Glass box learners want to be black box

[-]mishka6mo100

On one hand, it does not have to be a black box. If we consider one of the programming formalisms allowing to take linear combination of programs, one can consider decomposition of programs into series, and one can retain quite a bit of structure this way.

I think, capability-wise something close to “glass boxes” (in terms of structure, but not necessarily behavior) can be done.

But implications for safety are uncertain. On one hand, even very simple dynamic systems can have complex and unpredictable behavior. And even more so, when we add self-modification to the mix. So the structure can be transparent, but this might not always translate into transparency of behavior.

And then, the ability to understand these systems is a double-edged sword (it is a strong capability booster, and makes it much easier to improve those AI systems).

[-]Cole Wyeth6mo20

Can you expand on the first paragraph?

[-]mishka6mo50

Yes, any “neuromorphic formalism” would do (basically, one considers stream-oriented functional programs, and one asks for streams in question to admit linear combinations of streams, and the programs end up being fairly compact high-end neural machines with small number of weights).

I can point you to a version I’ve done, but when people translate small specialized programs into small custom-synthesized Transformers, that’s in the same spirit. Or when people craft some compact neural cellular automata with small number of parameters, it is also in that spirit.

Basically, as long as programs themselves end up being expressible as some kind of sparse connectivity tensors, you can consider their linear combinations and series.

[-]Donald Hobson6mo70

Would an elegant implementation of AGI be safe? What about an elegant and deeply understood implementation?

My impression is that it's possible for an elegant and deeply understood implementation to block particular failure modes. An AI with a tightly bounded probability distribution can't get pascal mugged.

Being well understood isn't sufficient. Often it just means you know how the AI will kill you.

And "Safe" implies blocking all failure modes.

[-]Donald Hobson6mo40

Looked up Blum's speedup theorem.

Simplified structure of proof. Consider a listing of all turing machines. T_1, T_2 ...

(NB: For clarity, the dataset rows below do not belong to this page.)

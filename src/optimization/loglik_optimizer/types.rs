//! loglik_optimizer::types — container aliases and solver type wiring.
//!
//! `Theta` is always the unconstrained latent vector of a GAS model, laid
//! out as constant, AR coefficients, then score coefficients. The aliases
//! pin argmin's generic parameters to those `ndarray` containers.
use std::collections::HashMap;

use argmin::solver::{
    linesearch::{HagerZhangLineSearch, MoreThuenteLineSearch},
    neldermead::NelderMead,
    quasinewton::LBFGS,
};
use ndarray::{Array1, Array2};

pub type Theta = Array1<f64>;
pub type Grad = Array1<f64>;
/// `k × k` curvature matrix, `k = Theta.len()`.
pub type Hessian = Array2<f64>;
/// argmin minimizes, so this is `-ℓ(θ)`.
pub type Cost = f64;
/// argmin's named evaluation counters (`cost_count`, `gradient_count`, ...).
pub type FnEvalMap = HashMap<String, u64>;

/// L-BFGS history size when `MLEOptions::lbfgs_mem` is unset.
pub const DEFAULT_LBFGS_MEM: usize = 7;

/// The simplex fallback may iterate this many times `max_iter`.
pub const NELDER_MEAD_ITER_FACTOR: usize = 10;

/// Offset of each extra simplex vertex from the start point.
pub const NELDER_MEAD_STEP: f64 = 0.1;

pub type HagerZhangLS = HagerZhangLineSearch<Theta, Grad, Cost>;
pub type MoreThuenteLS = MoreThuenteLineSearch<Theta, Grad, Cost>;
pub type LbfgsHagerZhang = LBFGS<HagerZhangLS, Theta, Grad, Cost>;
pub type LbfgsMoreThuente = LBFGS<MoreThuenteLS, Theta, Grad, Cost>;
pub type NelderMeadSolver = NelderMead<Theta, Cost>;
//! Unified error handling for inference routines.
//!
//! `InferenceError` covers failures of the posterior-approximation layer:
//! covariance construction from an observed information matrix, the
//! Metropolis–Hastings sampler, and black-box variational inference. The
//! alias `InferenceResult<T>` standardizes the return type across
//! inference code.
use crate::optimization::errors::OptError;

/// Unified error type for inference routines.
#[derive(Debug, Clone, PartialEq)]
pub enum InferenceError {
    // ---- Covariance ----
    /// Observed information is not positive definite at the mode.
    SingularHessian {
        min_eigenvalue: f64,
    },

    /// Finite-difference Hessian could not be built.
    HessianFailed {
        reason: String,
    },

    /// Covariance contains NaN or infinite entries.
    NonFiniteCovariance,

    /// Covariance shape does not match the latent dimension.
    CovarianceDimMismatch {
        expected: usize,
        found: (usize, usize),
    },

    // ---- Samplers ----
    /// Log-posterior is not finite at the starting point.
    InfeasibleStart {
        value: f64,
    },

    /// Invalid sampler or optimizer setting.
    InvalidOption {
        name: &'static str,
        reason: &'static str,
    },

    /// Unknown stochastic optimizer name.
    UnknownStepRule {
        name: String,
    },
}

pub type InferenceResult<T> = Result<T, InferenceError>;

impl std::error::Error for InferenceError {}

impl From<OptError> for InferenceError {
    fn from(err: OptError) -> Self {
        InferenceError::HessianFailed { reason: err.to_string() }
    }
}

impl std::fmt::Display for InferenceError {
    fn fmt(&self, f: &mut std::fmt::Formatter<'_>) -> std::fmt::Result {
        match self {
            // ---- Covariance ----
            InferenceError::SingularHessian { min_eigenvalue } => write!(
                f,
                "Inference Error: Observed information is not positive definite (min eigenvalue = {min_eigenvalue})"
            ),
            InferenceError::HessianFailed { reason } => {
                write!(f, "Inference Error: Hessian computation failed: {reason}")
            }
            InferenceError::NonFiniteCovariance => {
                write!(f, "Inference Error: Covariance matrix has non-finite entries")
            }
            InferenceError::CovarianceDimMismatch { expected, found } => write!(
                f,
                "Inference Error: Covariance dimension mismatch: expected ({expected}, {expected}), found {found:?}"
            ),

            // ---- Samplers ----
            InferenceError::InfeasibleStart { value } => {
                write!(f, "Inference Error: Log-posterior at the starting point is {value}")
            }
            InferenceError::InvalidOption { name, reason } => {
                write!(f, "Inference Error: Invalid option '{name}': {reason}")
            }
            InferenceError::UnknownStepRule { name } => write!(
                f,
                "Inference Error: Unknown optimizer '{name}'. Valid options are 'RMSProp' or 'ADAM'"
            ),
        }
    }
}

The problem over which the speed up theorem applies involves simulating the first N Turing machines, but applying MUCH more compute to those that come first in the listing.

So your simulating Turing machine i for 2^^(N-i) (note double up arrow) steps.

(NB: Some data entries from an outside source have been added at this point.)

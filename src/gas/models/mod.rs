//! models — user-facing GAS(ar, sc) model and estimator wiring.
//!
//! Purpose
//! -------
//! Sit on top of `gas::core`, connecting the θ-recursion to the L-BFGS
//! maximizer and to the posterior approximations in `inference`.
//!
//! Key behaviors
//! -------------
//! - [`GASModel`] owns the data, lag structure, family, options and latent
//!   variables, and offers `fit`, `predict`, `predict_is`,
//!   `predict_is_refit`, `sample`, `ppc` and `summary`.
//! - [`GASObjective`] adapts the recursion to both the optimizer
//!   ([`LogLikelihood`](crate::optimization::loglik_optimizer::LogLikelihood))
//!   and the samplers ([`LogPosterior`](crate::inference::LogPosterior)).
//! - [`FitResult`] records estimates, standard errors, information
//!   criteria and estimator diagnostics of the last fit.
//!
//! Invariants & assumptions
//! ------------------------
//! - Forecasting and simulation require a prior successful `fit`;
//!   otherwise `GASError::ModelNotFitted` is returned.
//! - Latent draws are taken on the unconstrained scale and transformed
//!   before entering the recursion.
//!
//! Testing notes
//! -------------
//! - Unit tests in [`gas`] fit each estimator on a simulated exponential
//!   series; [`model_internals`] checks the chained gradient against finite
//!   differences.

pub mod gas;
pub mod model_internals;

// ---- Re-exports (primary public surface) ----------------------------------

pub use self::gas::{FitResult, GASModel, PPC_NSIMS};
pub use self::model_internals::{Discrepancy, GASObjective, aic, bic, information_covariance};

// ---- Optional convenience prelude for downstream crates -------------------
//
// Downstream crates can write
//
//     use gas_timeseries::gas::models::prelude::*;
//
// to import the main GAS model surface in a single line.

pub mod prelude {
    pub use super::gas::{FitResult, GASModel};
    pub use super::model_internals::Discrepancy;
}
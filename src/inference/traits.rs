//! Target densities for the samplers and variational routines.

use ndarray::Array1;

/// Unnormalized log-posterior over an unconstrained latent vector `z`.
///
/// Implementors return `f64::NEG_INFINITY` where the model cannot be
/// evaluated (observation outside the family support, non-finite
/// recursion). Samplers treat such points as having zero density and never
/// propagate them as errors.
pub trait LogPosterior {
    /// Dimension of `z`.
    fn dim(&self) -> usize;

    /// `log p(y | z) + log p(z)` up to an additive constant.
    fn log_posterior(&self, z: &Array1<f64>) -> f64;
}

By caching the outputs of the first few Turing machines, you can get a faster algorithm.

But, at some point, you get a Turing machine that never halts, but can't be proved never to halt in ZFC.

At this point, your slower algorithm has to actually run the Turing machine, and your faster algorithm just magically knows that it never halts.

Blums speedup comes from replacing a long running computation, with a look up table full of uncomputable data. Computability theories "there exists an algorithm" allows you to magically know any finite amount of data.

Given the Blum infinite sequence of ever faster algorithms, there is a fastest algorithm that can be proved to work in ZFC.

[-]Steven Byrnes6mo44

Yeah I don't understand where Eliezer is coming from in that tweet (and he's written similar things elsewhere).

I don't know as much about algorithms as you; my argument centers instead on the complexity of the world.

Like, here a question: is "tires are usually black", and stuff like that, encoded directly in the source code?

If yes, then (1) that's unrealistic, and (2) even if it happened, the source code would wind up horrifically complicated and inscrutable, because it's a complicated world.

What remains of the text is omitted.